If you like this newsletter, please share it!
Thanks!
Kathryn
Sign up for Weekly Writing Prompts from Send My Love to Anyone.
Each week I will send out a new prompt in a weekly email which you can sign up for here.
Note this is a separate email list from Send My Love to Anyone. In order to avoid spamming those who don’t want the prompts, you’ll have to sign up for this list if you are interested.
Writer Tweets
Poetry
Beautiful and heartbreaking:
The Tinder Sonnets by Jennifer LoveGrove
Order from knife | fork | book here.
Essays
Steven W. Beattie on Mona Awad’s new novel All is Well
It takes a scant forty pages before All’s Well, the new novel by Mona Awad, gets weird. Fans of Bunny, Awad’s 2019 satire of academia and female rivalry, will be prepared for the new book’s slide from realism into the fantastical, but those unaware of Awad’s penchant for pulling the rug out from beneath her readers’ feet might react with surprise or puzzlement. While the new novel’s more outré elements are not as thoroughgoing as in the previous book, All’s Well contains plenty of mystery and magic – most of it tinged with a healthy dose of dark comedy.

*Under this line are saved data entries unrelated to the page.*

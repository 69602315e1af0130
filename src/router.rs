//! # Stage: Route Orchestration
//!
//! ## Responsibility
//!
//! Compose fingerprinting, cached scores, rule classification, adaptive
//! weight modulation, overrides (large-context, structured-output, agentic,
//! ambiguous-default), health-aware model selection, and session pinning
//! into a single [`RoutingDecision`] per request, and fan completed-call
//! feedback back out to the adaptive, health, session, and cost stores.
//!
//! ## Guarantees
//!
//! - **Total**: [`Router::route`] never fails; any input produces a
//!   decision. Malformed configuration is rejected at construction instead.
//! - **Thread-safe**: the router is shared behind an `Arc` by concurrent
//!   handlers; every store guards its own state.
//! - **No mutual references**: stores are independent; the session store
//!   receives the health tracker by reference per call.
//!
//! ## NOT Responsible For
//!
//! - The upstream HTTP/SSE call, payment signing, or retries — the caller
//!   observes the outcome and reports it via [`Router::record_feedback`].

use regex::Regex;
use std::sync::LazyLock;
use std::time::Duration;
use tracing::debug;
use uuid::Uuid;

use crate::adaptive::{AdaptiveStats, AdaptiveWeights, RoutingFeedback};
use crate::cache::{CacheStats, ScoreCache};
use crate::classify::RuleClassifier;
use crate::config::{ConfigError, RouterConfig, Tier, TierTable};
use crate::cost::{self, CostEstimate, CostSnapshot, CostTracker};
use crate::fingerprint::{estimated_tokens, fingerprint};
use crate::health::{HealthStats, HealthTracker};
use crate::session::{SessionOutcome, SessionStats, SessionStore};

/// Agentic score at or above which the agentic tier table is used.
const AGENTIC_TABLE_THRESHOLD: f64 = 0.75;

/// System prompts matching this request structured output.
static STRUCTURED_OUTPUT_RE: LazyLock<Regex> = LazyLock::new(|| {
    Regex::new(r"(?i)json|structured|schema")
        .unwrap_or_else(|e| std::panic::panic_any(format!("pattern: {e}")))
});

/// One request as seen by the routing core.
#[derive(Debug, Clone, Default)]
pub struct RouteRequest {
    pub prompt: String,
    pub system_prompt: Option<String>,
    pub max_output_tokens: u64,
    /// Session id from the `X-Session-ID` header, if any.
    pub session_id: Option<String>,
    /// Set when the request carries a non-empty tool list.
    pub agentic_mode: bool,
}

/// Opaque decision metadata carried through to feedback.
#[derive(Debug, Clone)]
pub struct DecisionMeta {
    pub fingerprint: String,
    pub signals: Vec<String>,
    pub estimated_tokens: u64,
    pub session_id: Option<String>,
    pub agentic: bool,
    pub cache_hit: bool,
}

/// The routing verdict for one request.
#[derive(Debug, Clone)]
pub struct RoutingDecision {
    /// Unique id for trace correlation.
    pub id: String,
    pub tier: Tier,
    pub model: String,
    pub confidence: f64,
    /// Classification method; always `"rules"` in this core.
    pub method: &'static str,
    /// Human-readable explanation of how the decision was reached.
    pub reasoning: String,
    pub cost_estimate: Option<CostEstimate>,
    pub meta: DecisionMeta,
}

/// The observed outcome of the upstream call for a decision.
#[derive(Debug, Clone)]
pub struct RouteOutcome {
    pub success: bool,
    pub latency_ms: u64,
    pub cost: f64,
    pub input_tokens: u64,
    pub output_tokens: u64,
    /// `timeout`, `rate_limit`, `server_5xx`, `auth`, `payment_required`,
    /// `canceled`, or `other`.
    pub error_type: Option<String>,
}

/// Operational snapshot across all stores.
#[derive(Debug, Clone, serde::Serialize)]
pub struct RouterStats {
    pub cache: CacheStats,
    pub adaptive: AdaptiveStats,
    pub health: HealthStats,
    pub sessions: SessionStats,
    pub cost: CostSnapshot,
}

/// The routing core.
///
/// Owns the five shared stores and composes them per request. Cheap to
/// share behind an `Arc`; all stores are internally synchronised.
#[derive(Debug)]
pub struct Router {
    config: RouterConfig,
    classifier: RuleClassifier,
    cache: ScoreCache,
    adaptive: AdaptiveWeights,
    health: HealthTracker,
    sessions: SessionStore,
    cost: CostTracker,
}

impl Router {
    /// Build a router from a validated configuration.
    ///
    /// # Errors
    ///
    /// Returns a [`ConfigError`] naming the offending field when the
    /// configuration is malformed (empty tier table, zero-sum weights, ...).
    pub fn new(config: RouterConfig) -> Result<Self, ConfigError> {
        config.validate()?;
        let cost = CostTracker::from_pricing(&config.pricing);
        Ok(Self {
            classifier: RuleClassifier::new(),
            cache: ScoreCache::new(config.cache.clone()),
            adaptive: AdaptiveWeights::new(config.adaptive.clone()),
            health: HealthTracker::new(config.health.clone()),
            sessions: SessionStore::new(config.session.clone()),
            cost,
            config,
        })
    }

    /// Route one request. Infallible: every input yields a decision.
    pub fn route(&self, request: &RouteRequest) -> RoutingDecision {
        let prompt = request.prompt.as_str();
        let system = request.system_prompt.as_deref();
        let overrides = &self.config.overrides;

        let tokens = estimated_tokens(prompt, system);
        let key = fingerprint(prompt, system);

        let cached = if self.config.enable_cache {
            self.cache.get_by_fingerprint(&key)
        } else {
            None
        };
        let cache_hit = cached.is_some();

        let rule = self
            .classifier
            .classify(prompt, system, tokens, &self.config.scoring, Some(&key));

        let mean_weight = if self.config.enable_adaptive {
            self.adaptive.mean_weight()
        } else {
            1.0
        };
        let adjusted_score = rule.weighted_score * mean_weight;

        if self.config.enable_cache {
            self.cache.set_by_fingerprint(
                &key,
                rule.clone(),
                &self.config.scoring.tier_boundaries,
                adjusted_score,
            );
        }

        let agentic = rule.agentic_score >= AGENTIC_TABLE_THRESHOLD
            || overrides.agentic_mode
            || request.agentic_mode;
        let table = self.tier_table(agentic);

        let mut reasons: Vec<String> = Vec::new();
        if agentic && self.config.agentic_tiers.is_some() {
            reasons.push("agentic tier table".to_string());
        }

        let mut tier;
        let mut confidence;

        if tokens > overrides.max_tokens_force_complex {
            tier = Tier::Complex;
            confidence = 0.95;
            reasons.push(format!(
                "Input exceeds {} tokens",
                overrides.max_tokens_force_complex
            ));
        } else {
            match rule.tier {
                Some(t) => {
                    tier = t;
                    confidence = rule.confidence;
                    reasons.push(format!("score {adjusted_score:.3} maps to {t}"));
                }
                None => {
                    tier = overrides.ambiguous_default_tier;
                    confidence = 0.5;
                    reasons.push(format!(
                        "ambiguous (confidence {:.2}), defaulting to {}",
                        rule.confidence, tier
                    ));
                }
            }

            if let Some(sys) = system {
                if STRUCTURED_OUTPUT_RE.is_match(sys)
                    && tier.rank() < overrides.structured_output_min_tier.rank()
                {
                    tier = overrides.structured_output_min_tier;
                    reasons.push(format!("structured output raises tier to {tier}"));
                }
            }

            if let Some(c) = &cached {
                if self.cache.should_use_cached_tier(c, adjusted_score, tier) {
                    if let Some(cached_tier) = c.result.tier {
                        tier = cached_tier;
                        confidence = c.result.confidence.max(0.7);
                        reasons.push(format!("fuzzy boundary, keeping cached {tier}"));
                    }
                }
            }
        }

        let chain = Self::chain_for(table, &self.config.tiers, tier);
        let primary = chain.first().cloned().unwrap_or_default();
        let mut model = primary.clone();

        if self.config.enable_health_tracking {
            match self.health.best_model(tier, &chain) {
                Some(best) => {
                    if best != primary {
                        reasons.push(format!("health-override: {primary} -> {best}"));
                    }
                    model = best;
                }
                // No candidate is available; name the primary anyway and let
                // the next feedback round cool it down.
                None => reasons.push("no available candidate, keeping primary".to_string()),
            }
        }

        if let Some(session_id) = &request.session_id {
            if let Some(session) = self.sessions.get(session_id) {
                let pin_usable = !session.degradation.is_degraded
                    && (!self.config.enable_health_tracking
                        || self.health.is_available(&session.model));
                if pin_usable {
                    model = session.model.clone();
                    reasons.push("session-pinned".to_string());
                }
            }
            self.sessions
                .set(session_id, &model, tier, adjusted_score, agentic);
        }

        let cost_estimate = self.config.pricing.get(&model).map(|price| {
            cost::estimate(
                price,
                &self.config.pricing,
                tokens,
                request.max_output_tokens,
            )
        });

        debug!(
            tier = %tier,
            model = %model,
            confidence = confidence,
            score = adjusted_score,
            agentic = agentic,
            cache_hit = cache_hit,
            "routed request"
        );

        RoutingDecision {
            id: Uuid::new_v4().to_string(),
            tier,
            model,
            confidence,
            method: "rules",
            reasoning: reasons.join("; "),
            cost_estimate,
            meta: DecisionMeta {
                fingerprint: key,
                signals: rule.signals,
                estimated_tokens: tokens,
                session_id: request.session_id.clone(),
                agentic,
                cache_hit,
            },
        }
    }

    /// Feed the observed outcome of a decision back into the stores.
    pub fn record_feedback(&self, decision: &RoutingDecision, outcome: &RouteOutcome) {
        if self.config.enable_adaptive {
            self.adaptive.record_feedback(RoutingFeedback {
                dimension_signals: decision.meta.signals.clone(),
                tier: decision.tier,
                latency_ms: outcome.latency_ms,
                cost: outcome.cost,
                success: outcome.success,
                error_kind: outcome.error_type.clone(),
                input_tokens: outcome.input_tokens,
                output_tokens: outcome.output_tokens,
            });
        }

        if self.config.enable_health_tracking {
            self.health.update(
                &decision.model,
                decision.tier,
                outcome.success,
                outcome.latency_ms,
                outcome.error_type.as_deref(),
            );
        }

        self.cost.record(
            decision.tier,
            outcome.input_tokens + outcome.output_tokens,
            outcome.cost,
        );

        if let Some(session_id) = &decision.meta.session_id {
            let table = self.tier_table(decision.meta.agentic);
            let chain = Self::chain_for(table, &self.config.tiers, decision.tier);
            self.sessions.record_result(
                session_id,
                &SessionOutcome {
                    success: outcome.success,
                    latency_ms: outcome.latency_ms,
                    cost: outcome.cost,
                    input_tokens: outcome.input_tokens,
                    output_tokens: outcome.output_tokens,
                    error_kind: outcome.error_type.clone(),
                },
                &self.health,
                &chain,
            );
        }
    }

    /// Operational snapshot for dashboards.
    pub fn stats(&self) -> RouterStats {
        RouterStats {
            cache: self.cache.stats(),
            adaptive: self.adaptive.stats(),
            health: self.health.stats(),
            sessions: self.sessions.stats(),
            cost: self.cost.snapshot(),
        }
    }

    /// Spawn the periodic maintenance sweeps (session expiry, cache TTL).
    /// Abort the handles to stop them.
    pub fn spawn_sweepers(&self) -> Vec<tokio::task::JoinHandle<()>> {
        vec![
            self.sessions.spawn_sweeper(),
            self.cache
                .spawn_sweeper(Duration::from_millis(self.config.session.sweep_interval_ms)),
        ]
    }

    /// Reset every store. For tests.
    pub fn reset(&self) {
        self.classifier.reset();
        self.cache.clear();
        self.adaptive.reset();
        self.health.reset();
        self.sessions.clear();
        self.cost.reset();
    }

    /// Direct access to the health tracker (e.g. for warm-up seeding).
    pub fn health(&self) -> &HealthTracker {
        &self.health
    }

    fn tier_table(&self, agentic: bool) -> &TierTable {
        if agentic {
            self.config.agentic_tiers.as_ref().unwrap_or(&self.config.tiers)
        } else {
            &self.config.tiers
        }
    }

    fn chain_for(table: &TierTable, fallback: &TierTable, tier: Tier) -> Vec<String> {
        table
            .get(&tier)
            .or_else(|| fallback.get(&tier))
            .map(|models| models.chain())
            .unwrap_or_default()
    }
}

// ── Tests ──────────────────────────────────────────────────────────────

“I love using the surreal to explore the very emotionally and psychologically real fears and desires that we all have,” says Awad. “And how fantasy can reflect those in some ways so much more potently than a realist treatment.”
Read more on That Shakespearean Rag.
A memory of when I would just sit down and write anything … by Jacob Wren from a Radical Cut in the Texture of Reality
I’ve followed Jacob Wren’s blog for years. Here’s a recent post on writing, fear, and being open:
”A memory of when I would just sit down and write anything, not worrying about quality or what I might do with it, just to break the deadlock, a little bit, just to generate a little bit of movement within the paralysis I thought of as both my writing and my life. That was a long time ago.”
Read more here.
Bobos in Ikea by Brandon Taylor on Sweater Weather
Interviews
Nico Stratis interviews Casey Plett about her new story collection
“The number one thing I would want for any trans writer is to be able to write whatever is moving you, whatever is compelling you, without necessarily needing to feel like you’ve got to either wedge or not wedge your transness to whatever degree you don’t want.” —Casey Plett
Read more here.
Watch Your Head featured in The Quarantine Review
Watch Your Head was featured in an interview with the Quarantine Review, Issue 9.
The ninth issue of a digital journal created to alleviate the malaise of social distancing with exceptional writing and artwork.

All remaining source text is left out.